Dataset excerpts
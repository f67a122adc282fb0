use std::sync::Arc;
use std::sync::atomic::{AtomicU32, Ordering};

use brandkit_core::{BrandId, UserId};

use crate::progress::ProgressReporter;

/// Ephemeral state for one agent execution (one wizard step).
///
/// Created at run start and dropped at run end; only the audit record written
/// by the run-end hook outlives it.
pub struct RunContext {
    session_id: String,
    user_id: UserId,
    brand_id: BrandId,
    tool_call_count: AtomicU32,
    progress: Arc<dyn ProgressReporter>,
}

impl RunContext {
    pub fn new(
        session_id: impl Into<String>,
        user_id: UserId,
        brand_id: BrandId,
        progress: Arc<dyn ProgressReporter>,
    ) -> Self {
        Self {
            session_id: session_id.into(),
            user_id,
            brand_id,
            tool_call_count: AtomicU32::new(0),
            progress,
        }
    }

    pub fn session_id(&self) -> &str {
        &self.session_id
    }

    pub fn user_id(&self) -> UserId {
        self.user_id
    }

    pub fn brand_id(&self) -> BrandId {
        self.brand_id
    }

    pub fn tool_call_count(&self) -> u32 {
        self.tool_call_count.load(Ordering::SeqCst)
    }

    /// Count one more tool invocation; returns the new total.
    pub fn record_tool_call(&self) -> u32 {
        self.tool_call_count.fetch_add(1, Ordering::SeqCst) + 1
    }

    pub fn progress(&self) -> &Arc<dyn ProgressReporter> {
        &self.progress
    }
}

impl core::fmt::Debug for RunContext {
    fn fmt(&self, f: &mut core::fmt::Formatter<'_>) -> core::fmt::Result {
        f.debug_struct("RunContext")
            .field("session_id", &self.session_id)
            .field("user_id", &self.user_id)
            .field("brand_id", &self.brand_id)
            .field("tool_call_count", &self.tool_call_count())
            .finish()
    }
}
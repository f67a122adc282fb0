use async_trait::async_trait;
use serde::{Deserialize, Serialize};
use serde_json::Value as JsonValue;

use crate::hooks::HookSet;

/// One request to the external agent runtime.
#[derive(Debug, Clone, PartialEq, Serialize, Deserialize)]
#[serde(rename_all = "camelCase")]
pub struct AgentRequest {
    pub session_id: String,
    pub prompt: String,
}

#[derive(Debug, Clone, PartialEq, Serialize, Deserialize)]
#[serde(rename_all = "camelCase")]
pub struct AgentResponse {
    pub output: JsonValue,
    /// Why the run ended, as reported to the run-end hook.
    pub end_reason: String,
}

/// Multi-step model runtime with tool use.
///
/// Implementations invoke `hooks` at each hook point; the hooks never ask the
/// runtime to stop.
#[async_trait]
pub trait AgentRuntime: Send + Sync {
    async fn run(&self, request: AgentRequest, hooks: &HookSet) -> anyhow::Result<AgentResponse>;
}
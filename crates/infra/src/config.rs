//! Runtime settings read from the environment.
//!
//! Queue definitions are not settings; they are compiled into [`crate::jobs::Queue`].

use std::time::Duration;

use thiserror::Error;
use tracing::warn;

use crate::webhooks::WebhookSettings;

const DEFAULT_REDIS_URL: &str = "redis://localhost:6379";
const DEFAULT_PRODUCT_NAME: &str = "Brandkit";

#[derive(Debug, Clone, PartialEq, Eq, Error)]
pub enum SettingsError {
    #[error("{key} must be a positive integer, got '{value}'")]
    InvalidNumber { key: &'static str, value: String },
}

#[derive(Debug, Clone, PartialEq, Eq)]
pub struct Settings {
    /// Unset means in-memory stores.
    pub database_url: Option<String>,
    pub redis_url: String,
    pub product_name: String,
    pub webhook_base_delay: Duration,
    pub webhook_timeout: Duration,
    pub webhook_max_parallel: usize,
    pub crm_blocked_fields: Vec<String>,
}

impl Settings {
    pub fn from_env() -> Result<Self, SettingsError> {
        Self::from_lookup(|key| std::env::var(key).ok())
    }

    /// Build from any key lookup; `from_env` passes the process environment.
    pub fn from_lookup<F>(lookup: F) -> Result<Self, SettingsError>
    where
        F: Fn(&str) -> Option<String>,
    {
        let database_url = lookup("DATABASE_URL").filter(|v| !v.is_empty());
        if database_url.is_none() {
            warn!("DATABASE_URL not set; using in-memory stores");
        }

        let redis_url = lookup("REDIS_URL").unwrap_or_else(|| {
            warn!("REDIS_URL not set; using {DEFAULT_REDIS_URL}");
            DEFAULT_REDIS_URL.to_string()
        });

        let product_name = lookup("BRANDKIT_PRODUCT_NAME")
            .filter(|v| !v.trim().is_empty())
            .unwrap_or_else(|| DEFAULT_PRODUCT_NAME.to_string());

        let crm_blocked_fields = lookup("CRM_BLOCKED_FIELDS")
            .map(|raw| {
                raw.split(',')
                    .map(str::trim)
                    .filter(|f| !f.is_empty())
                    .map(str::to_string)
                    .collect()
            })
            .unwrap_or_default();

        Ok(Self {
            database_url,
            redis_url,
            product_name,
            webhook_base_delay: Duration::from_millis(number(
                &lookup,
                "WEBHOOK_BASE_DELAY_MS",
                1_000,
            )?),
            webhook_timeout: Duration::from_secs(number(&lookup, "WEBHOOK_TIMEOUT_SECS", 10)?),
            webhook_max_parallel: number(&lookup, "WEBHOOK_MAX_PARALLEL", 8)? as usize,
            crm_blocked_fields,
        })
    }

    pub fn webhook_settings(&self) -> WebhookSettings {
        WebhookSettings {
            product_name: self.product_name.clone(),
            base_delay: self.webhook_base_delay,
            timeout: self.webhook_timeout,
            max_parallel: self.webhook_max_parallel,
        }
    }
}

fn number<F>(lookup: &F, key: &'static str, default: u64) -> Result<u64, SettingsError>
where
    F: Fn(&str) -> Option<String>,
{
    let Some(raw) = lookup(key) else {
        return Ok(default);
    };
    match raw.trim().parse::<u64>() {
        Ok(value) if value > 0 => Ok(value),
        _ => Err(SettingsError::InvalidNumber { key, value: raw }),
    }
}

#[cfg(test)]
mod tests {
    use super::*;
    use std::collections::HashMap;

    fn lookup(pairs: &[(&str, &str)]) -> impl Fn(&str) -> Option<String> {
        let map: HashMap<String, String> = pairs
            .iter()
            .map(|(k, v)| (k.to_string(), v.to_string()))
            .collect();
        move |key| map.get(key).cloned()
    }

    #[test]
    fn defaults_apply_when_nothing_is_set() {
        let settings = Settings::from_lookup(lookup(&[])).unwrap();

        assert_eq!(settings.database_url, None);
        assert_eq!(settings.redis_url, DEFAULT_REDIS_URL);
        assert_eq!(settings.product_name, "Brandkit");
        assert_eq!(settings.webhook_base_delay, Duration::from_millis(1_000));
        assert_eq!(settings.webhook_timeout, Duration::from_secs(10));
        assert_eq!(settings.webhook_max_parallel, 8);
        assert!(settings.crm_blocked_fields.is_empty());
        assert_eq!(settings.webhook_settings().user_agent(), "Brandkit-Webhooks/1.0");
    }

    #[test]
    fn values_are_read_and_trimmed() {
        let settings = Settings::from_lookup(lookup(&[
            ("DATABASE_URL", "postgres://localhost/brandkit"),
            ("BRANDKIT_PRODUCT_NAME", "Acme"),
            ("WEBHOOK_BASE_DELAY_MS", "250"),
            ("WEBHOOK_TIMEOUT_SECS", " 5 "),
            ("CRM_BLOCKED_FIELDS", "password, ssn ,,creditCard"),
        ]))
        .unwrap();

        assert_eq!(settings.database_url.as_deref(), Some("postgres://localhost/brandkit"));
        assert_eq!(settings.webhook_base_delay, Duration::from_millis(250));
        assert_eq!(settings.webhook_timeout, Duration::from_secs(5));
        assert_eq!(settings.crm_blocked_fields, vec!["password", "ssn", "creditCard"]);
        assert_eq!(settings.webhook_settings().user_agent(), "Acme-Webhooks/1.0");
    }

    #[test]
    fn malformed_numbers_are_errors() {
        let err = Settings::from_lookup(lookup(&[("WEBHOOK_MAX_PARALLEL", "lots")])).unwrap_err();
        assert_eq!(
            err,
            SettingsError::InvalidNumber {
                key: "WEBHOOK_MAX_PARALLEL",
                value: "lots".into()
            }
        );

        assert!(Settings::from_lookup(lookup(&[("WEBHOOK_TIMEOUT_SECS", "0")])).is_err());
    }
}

■ **HOW TO COMPLETE THIS TASK**: Copy the records above exactly, from the first line through the line containing "pub struct AgentResponse", and include nothing else.

■ **ANSWER AREA**:
repository f67a122adc282fb0
use std::sync::Arc;
use std::sync::atomic::{AtomicU32, Ordering};

use brandkit_core::{BrandId, UserId};

use crate::progress::ProgressReporter;

/// Ephemeral state for one agent execution (one wizard step).
///
/// Created at run start and dropped at run end; only the audit record written
/// by the run-end hook outlives it.
pub struct RunContext {
    session_id: String,
    user_id: UserId,
    brand_id: BrandId,
    tool_call_count: AtomicU32,
    progress: Arc<dyn ProgressReporter>,
}

impl RunContext {
    pub fn new(
        session_id: impl Into<String>,
        user_id: UserId,
        brand_id: BrandId,
        progress: Arc<dyn ProgressReporter>,
    ) -> Self {
        Self {
            session_id: session_id.into(),
            user_id,
            brand_id,
            tool_call_count: AtomicU32::new(0),
            progress,
        }
    }

    pub fn session_id(&self) -> &str {
        &self.session_id
    }

    pub fn user_id(&self) -> UserId {
        self.user_id
    }

    pub fn brand_id(&self) -> BrandId {
        self.brand_id
    }

    pub fn tool_call_count(&self) -> u32 {
        self.tool_call_count.load(Ordering::SeqCst)
    }

    /// Count one more tool invocation; returns the new total.
    pub fn record_tool_call(&self) -> u32 {
        self.tool_call_count.fetch_add(1, Ordering::SeqCst) + 1
    }

    pub fn progress(&self) -> &Arc<dyn ProgressReporter> {
        &self.progress
    }
}

impl core::fmt::Debug for RunContext {
    fn fmt(&self, f: &mut core::fmt::Formatter<'_>) -> core::fmt::Result {
        f.debug_struct("RunContext")
            .field("session_id", &self.session_id)
            .field("user_id", &self.user_id)
            .field("brand_id", &self.brand_id)
            .field("tool_call_count", &self.tool_call_count())
            .finish()
    }
}
repository f67a122adc282fb0
use async_trait::async_trait;
use serde::{Deserialize, Serialize};
use serde_json::Value as JsonValue;

use crate::hooks::HookSet;

/// One request to the external agent runtime.
#[derive(Debug, Clone, PartialEq, Serialize, Deserialize)]
#[serde(rename_all = "camelCase")]
pub struct AgentRequest {
    pub session_id: String,
    pub prompt: String,
}

#[derive(Debug, Clone, PartialEq, Serialize, Deserialize)]
#[serde(rename_all = "camelCase")]
pub struct AgentResponse {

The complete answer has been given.